You then state you are confident of a vaccine that will protect against all variants. This is more nonsense, flu has been around over100 years killing hundreds of thousands of people which has huge numbers of variants with a flu vaccine that changes/ tweaked every year. We don't have a 1 size fits all vaccine for that and won't with covid- there isnt a leading scientist anywhere on the planet that believes that we will have a vaccine for all covid strains... if anyone suggested such an outlandish thing they would be laughed at and never allowed near a lab again. Throwing in a few words in caps lock just makes your points seem even more bizarre[/quote]

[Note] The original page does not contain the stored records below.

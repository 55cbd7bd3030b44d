//! Playlist entries as reported by the daemon.

use std::fmt;

use serde::{Deserialize, Serialize};

/// A single playlist entry.
///
/// Entries are snapshots: the daemon owns the playlist and may change it at
/// any time between two calls.
#[derive(Debug, Clone, PartialEq, Eq, Serialize, Deserialize)]
pub struct PlaylistEntry {
    /// Display title (usually "Artist - Title").
    pub title: String,
    /// File path or URL.
    pub file: String,
    /// Length in milliseconds, `-1` when unknown (streams).
    pub duration_ms: i32,
}

impl PlaylistEntry {
    /// Creates a new entry.
    pub fn new(title: impl Into<String>, file: impl Into<String>, duration_ms: i32) -> Self {
        Self {
            title: title.into(),
            file: file.into(),
            duration_ms,
        }
    }

    /// Length in whole seconds, rounded towards negative infinity.
    ///
    /// Unknown lengths (`-1`) stay negative, which is what `#EXTINF` expects.
    pub fn duration_secs(&self) -> i32 {
        self.duration_ms.div_euclid(1000)
    }

    /// Returns true if the daemon did not report a length.
    pub fn has_unknown_duration(&self) -> bool {
        self.duration_ms < 0
    }
}

impl fmt::Display for PlaylistEntry {
    fn fmt(&self, f: &mut fmt::Formatter<'_>) -> fmt::Result {
        write!(f, "'{}', {}, {}", self.title, self.duration_ms, self.file)
    }
}
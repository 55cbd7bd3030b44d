//! Command implementations.
//!
//! Every command works against a [`Remote`] and writes its output to a
//! [`Write`] sink, so the same code drives the daemon and the tests.

pub mod config;
pub mod equalizer;
pub mod export;
pub mod interface;
pub mod mixer;
pub mod player;
pub mod playlist;
pub mod status;

use std::io::Write;

use xmmsctl_remote::Remote;

use crate::cli::{Command, ConfigAction, EqAction, Switch, Visibility};
use crate::config::ClientConfig;
use crate::error::ClientResult;
use player::Transport;

/// Runs a configuration command. These never touch the daemon.
pub fn run_config(
    action: &ConfigAction,
    config: &ClientConfig,
    out: &mut impl Write,
) -> ClientResult<()> {
    match action {
        ConfigAction::Dump => config::dump(config, out),
        ConfigAction::Validate => config::validate(config, out),
        ConfigAction::Path => config::path(out),
    }
}

/// Runs a daemon command against `remote`.
pub fn run<R: Remote>(
    remote: &mut R,
    command: &Command,
    config: &ClientConfig,
    out: &mut impl Write,
) -> ClientResult<()> {
    match command {
        Command::Export { format, path } => {
            let dest = path.clone().or_else(|| config.export.destination(*format));
            export::export(&*remote, *format, dest.as_deref(), out)
        }

        Command::Play => player::transport(remote, Transport::Play, out),
        Command::Pause => player::transport(remote, Transport::Pause, out),
        Command::PlayPause => player::transport(remote, Transport::PlayPause, out),
        Command::Stop => player::transport(remote, Transport::Stop, out),
        Command::Next => player::transport(remote, Transport::Next, out),
        Command::Prev => player::transport(remote, Transport::Prev, out),
        Command::Eject => player::transport(remote, Transport::Eject, out),
        Command::Quit => player::transport(remote, Transport::Quit, out),

        Command::Status { json } => status::status(&*remote, *json, out),

        Command::Playlist { json } => playlist::list(&*remote, *json, out),
        Command::Entry { index } => playlist::entry(&*remote, *index, out),
        Command::Add { replace, files } => playlist::add(remote, files, !replace),
        Command::AddUrl { url } => playlist::add_url(remote, url),
        Command::InsertUrl { url, index } => playlist::insert_url(remote, url, *index),
        Command::Delete { index } => playlist::delete(remote, *index),
        Command::Clear => playlist::clear(remote),
        Command::Jump { index } => playlist::jump(remote, *index),
        Command::Seek { ms } => playlist::seek(remote, *ms),

        Command::Volume { value } => mixer::volume(remote, *value, out),
        Command::Balance { value } => mixer::balance(remote, *value, out),

        Command::Window { window, state } => {
            interface::window(remote, *window, *state == Visibility::Show)
        }
        Command::Skin { path } => interface::skin(remote, path.as_deref(), out),
        Command::Prefs => interface::preferences(remote),
        Command::AlwaysOnTop { state } => interface::always_on_top(remote, *state == Switch::On),
        Command::Repeat => interface::repeat(remote, out),
        Command::Shuffle => interface::shuffle(remote, out),

        Command::Equalizer { action } => match action {
            EqAction::Show { json } => equalizer::show(&*remote, *json, out),
            EqAction::Set { preamp, bands } => equalizer::set(remote, *preamp, bands),
            EqAction::Preamp { value } => equalizer::preamp(remote, *value, out),
            EqAction::Band { band, value } => equalizer::band(remote, *band, *value, out),
            EqAction::Sweep { steps, interval_ms } => {
                equalizer::sweep(remote, &config.sweep.plan(*steps, *interval_ms))
            }
        },

        Command::Config { action } => run_config(action, config, out),
    }
}

#[cfg(test)]
mod tests {
    use clap::Parser;
    use xmmsctl_core::{Equalizer, PlaylistEntry};
    use xmmsctl_remote::MemoryRemote;

    use super::*;
    use crate::cli::Cli;

    fn run_args(
        remote: &mut MemoryRemote,
        config: &ClientConfig,
        args: &[&str],
    ) -> ClientResult<String> {
        let cli = Cli::try_parse_from(std::iter::once("xmmsctl").chain(args.iter().copied()))
            .map_err(|e| crate::error::ClientError::InvalidArgument(e.to_string()))?;
        let mut out = Vec::new();
        run(remote, &cli.command, config, &mut out)?;
        Ok(String::from_utf8_lossy(&out).into_owned())
    }

    #[test]
    fn export_uses_configured_destination() {
        let dir = tempfile::tempdir().unwrap();
        let mut config = ClientConfig::default();
        config.export.pls_path = dir.path().join("configured.pls");
        let mut remote =
            MemoryRemote::new().with_playlist(vec![PlaylistEntry::new("A", "/a.mp3", 1000)]);

        let out = run_args(&mut remote, &config, &["export", "pls"]).unwrap();

        assert!(out.starts_with("Saving playlist to"));
        assert_eq!(
            std::fs::read_to_string(dir.path().join("configured.pls")).unwrap(),
            "[playlist]\nNumberOfEntries=1\nFile1=/a.mp3\n"
        );
    }

    #[test]
    fn sweep_uses_configured_plan() {
        let mut config = ClientConfig::default();
        config.sweep.interval_ms = 0;
        config.sweep.steps = 7;
        let mut remote = MemoryRemote::new();

        run_args(&mut remote, &config, &["eq", "sweep"]).unwrap();
        assert_eq!(remote.equalizer_history().len(), 8);

        run_args(&mut remote, &config, &["eq", "sweep", "--steps", "2"]).unwrap();
        assert_eq!(remote.equalizer_history().len(), 8 + 3);
    }

    #[test]
    fn eq_set_then_show() {
        let config = ClientConfig::default();
        let mut remote = MemoryRemote::new();
        run_args(
            &mut remote,
            &config,
            &["eq", "set", "1", "0", "1", "2", "3", "4", "5", "6", "7", "8", "9"],
        )
        .unwrap();
        assert_eq!(
            remote.equalizer().unwrap(),
            Equalizer::new(1.0, [0.0, 1.0, 2.0, 3.0, 4.0, 5.0, 6.0, 7.0, 8.0, 9.0])
        );
    }

    #[test]
    fn add_appends_unless_replace() {
        let config = ClientConfig::default();
        let mut remote =
            MemoryRemote::new().with_playlist(vec![PlaylistEntry::new("A", "/a.mp3", 1000)]);

        run_args(&mut remote, &config, &["add", "/b.mp3"]).unwrap();
        assert_eq!(remote.playlist_len().unwrap(), 2);

        run_args(&mut remote, &config, &["add", "--replace", "/c.mp3"]).unwrap();
        assert_eq!(remote.playlist_len().unwrap(), 1);
    }

    #[test]
    fn window_and_mode_switches() {
        let config = ClientConfig::default();
        let mut remote = MemoryRemote::new();

        run_args(&mut remote, &config, &["window", "playlist", "show"]).unwrap();
        run_args(&mut remote, &config, &["always-on-top", "on"]).unwrap();
        assert!(remote.is_window_visible(xmmsctl_remote::Window::Playlist).unwrap());
        assert_eq!(
            remote.calls(),
            ["set_window_visible playlist true", "set_always_on_top true"]
        );
    }
}
//! xmmsctl CLI entry point.

use std::io::Write;
use std::process::ExitCode;

use clap::Parser;
use tracing::debug;

use xmmsctl_client::cli::{Cli, Command};
use xmmsctl_client::commands;
use xmmsctl_client::config::ClientConfig;
use xmmsctl_client::error::{ClientError, ClientResult};
use xmmsctl_client::session::with_remote;
use xmmsctl_core::{TracingConfig, init_tracing};

fn main() -> ExitCode {
    let cli = Cli::parse();

    // Load configuration
    let config = match load_config(&cli) {
        Ok(config) => config,
        Err(e) => {
            eprintln!("error: {}", e);
            return ExitCode::FAILURE;
        }
    };

    // Initialize tracing
    let tracing_config = if cli.debug || config.debug {
        TracingConfig::cli_debug()
    } else {
        TracingConfig::default()
    }
    .with_format(cli.log_format.into());
    if let Err(e) = init_tracing(tracing_config) {
        eprintln!("warning: {}", e);
    }

    // Run the command
    match run(&cli, &config) {
        Ok(()) => ExitCode::SUCCESS,
        Err(e) => {
            eprintln!("error: {}", e);
            ExitCode::FAILURE
        }
    }
}

fn load_config(cli: &Cli) -> ClientResult<ClientConfig> {
    if let Some(ref path) = cli.config {
        ClientConfig::load_from(path).map_err(ClientError::Config)
    } else {
        ClientConfig::load().map_err(ClientError::Config)
    }
}

fn run(cli: &Cli, config: &ClientConfig) -> ClientResult<()> {
    let stdout = std::io::stdout();
    let mut out = stdout.lock();

    let result = match &cli.command {
        Command::Config { action } => commands::run_config(action, config, &mut out),
        command => {
            let options = cli.connect_options(config);
            debug!(session = options.session, library = ?options.library, "connecting");
            with_remote(&options, |remote| {
                commands::run(remote, command, config, &mut out)
            })
        }
    };
    out.flush()?;
    result
}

If you spent less time on YT watching conspiracy theoriest wax on about 5G, you might have heard they've isolated antibodies from a SARS-1 survivor seemingly effective at neutralising all coronaviruses.

Granted making a vaccine capable of creating such an antibody will be a challenge, but yes, I'm confident that given time they will.

Silly to compare flu and coronavirus again though. If you knew anything about the structures of the two viruses... oh what's the point. You're wedded to your conspiracies.